RagaAI AAEF (Agentic Application Evaluation Framework)

As Agentic AI systems continue to evolve and gain prominence across various industries, the need for robust evaluation methodologies becomes increasingly critical. This whitepaper introduces a comprehensive framework for evaluating Agentic AI applications, drawing insights from recent research and industry best practices. Our proposed framework, the Agentic Application Evaluation Framework (AAEF), provides stakeholders with a structured approach to assess the performance, reliability, and effectiveness of Agentic AI systems.

1. Introduction

1.1 Background

Agentic AI refers to artificial intelligence systems capable of autonomous decision-making and action to achieve specific goals. These systems are characterised by their ability to:

  1. Utilise external tools and APIs (Tool Calling)

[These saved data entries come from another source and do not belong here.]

use serde::Deserialize;

#[derive(Debug, Deserialize)]
pub struct ListTagsQuery {
    #[serde(rename = "projectId")]
    pub project_id: String,
    #[serde(default, rename = "categoryId")]
    pub category_id: Option<String>,
}
use serde::Serialize;

/// Response for delete endpoints
#[derive(Debug, Serialize)]
pub struct DeleteResponse {
    pub deleted_id: String,
}
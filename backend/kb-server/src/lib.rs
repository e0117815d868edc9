pub mod api;
pub mod app_state;
pub mod error;
pub mod health;
pub mod logger;
pub mod routes;


pub use api::{
    boards::{
        board_dto::BoardDto, board_view_response::BoardViewResponse,
        boards::get_board_for_project,
    },
    columns::{
        column_list_response::ColumnListResponse,
        column_response::ColumnResponse,
        columns::{
            create_column, delete_column, list_columns, move_column, renumber_columns,
            update_column,
        },
        create_column_request::CreateColumnRequest,
        list_columns_query::ListColumnsQuery,
        move_column_request::MoveColumnRequest,
        update_column_request::UpdateColumnRequest,
    },
    delete_response::DeleteResponse,
    error::ApiError,
    error::Result as ApiResult,
    projects::{
        create_project_request::CreateProjectRequest,
        project_dto::ProjectDto,
        project_list_response::ProjectListResponse,
        project_response::ProjectResponse,
        projects::{create_project, get_project, list_projects},
    },
    renumber_request::{PositionEntry, RenumberRequest},
    tags::{
        create_tag_category_request::CreateTagCategoryRequest,
        create_tag_request::CreateTagRequest,
        list_tag_categories_query::ListTagCategoriesQuery,
        list_tags_query::ListTagsQuery,
        tag_categories::{create_tag_category, list_tag_categories},
        tag_category_dto::TagCategoryDto,
        tag_category_list_response::TagCategoryListResponse,
        tag_category_response::TagCategoryResponse,
        tag_dto::TagDto,
        tag_list_response::TagListResponse,
        tag_response::TagResponse,
        tags::{create_tag, list_tags},
    },
    tasks::{
        add_task_tag_request::AddTaskTagRequest,
        create_task_request::CreateTaskRequest,
        list_tasks_query::ListTasksQuery,
        move_task_request::MoveTaskRequest,
        tag_map_query::TagMapQuery,
        task_count_response::TaskCountResponse,
        task_list_response::TaskListResponse,
        task_response::TaskResponse,
        task_tag_map_response::TaskTagMapResponse,
        task_tags::{add_task_tag, list_task_tags, remove_task_tag},
        tasks::{
            count_tasks, create_task, delete_task, get_task, list_tasks, move_task,
            renumber_tasks, task_tag_map, update_task,
        },
        update_task_request::UpdateTaskRequest,
    },
};
pub use app_state::AppState;

pub use crate::routes::build_router;
use chrono::{DateTime, Utc};
use serde::{Deserialize, Serialize};
use uuid::Uuid;

#[derive(Debug, Clone, PartialEq, Eq, Serialize, Deserialize)]
pub struct Project {
    pub id: Uuid,
    pub name: String,
    pub created_at: DateTime<Utc>,
}

impl Project {
    pub fn new(name: String) -> Self {
        Self {
            id: Uuid::new_v4(),
            name,
            created_at: Utc::now(),
        }
    }
}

  2. Maintain and leverage information from past interactions (Memory)

  3. Formulate and execute strategies to accomplish tasks (Planning)

As these systems grow in complexity and capability, a standardised evaluation framework becomes essential for ensuring their effectiveness and performance.

1.2 Importance of Evaluation

Systematic evaluation of Agentic AI workflows is crucial for:

  • Ensuring the effectiveness of autonomous systems

  • Guiding continuous improvement in AI development

  • Facilitating comparison and benchmarking of different Agentic AI systems

  • Informing stakeholders' decisions regarding AI implementation and governance

2. The Agentic Application Evaluation Framework (AAEF)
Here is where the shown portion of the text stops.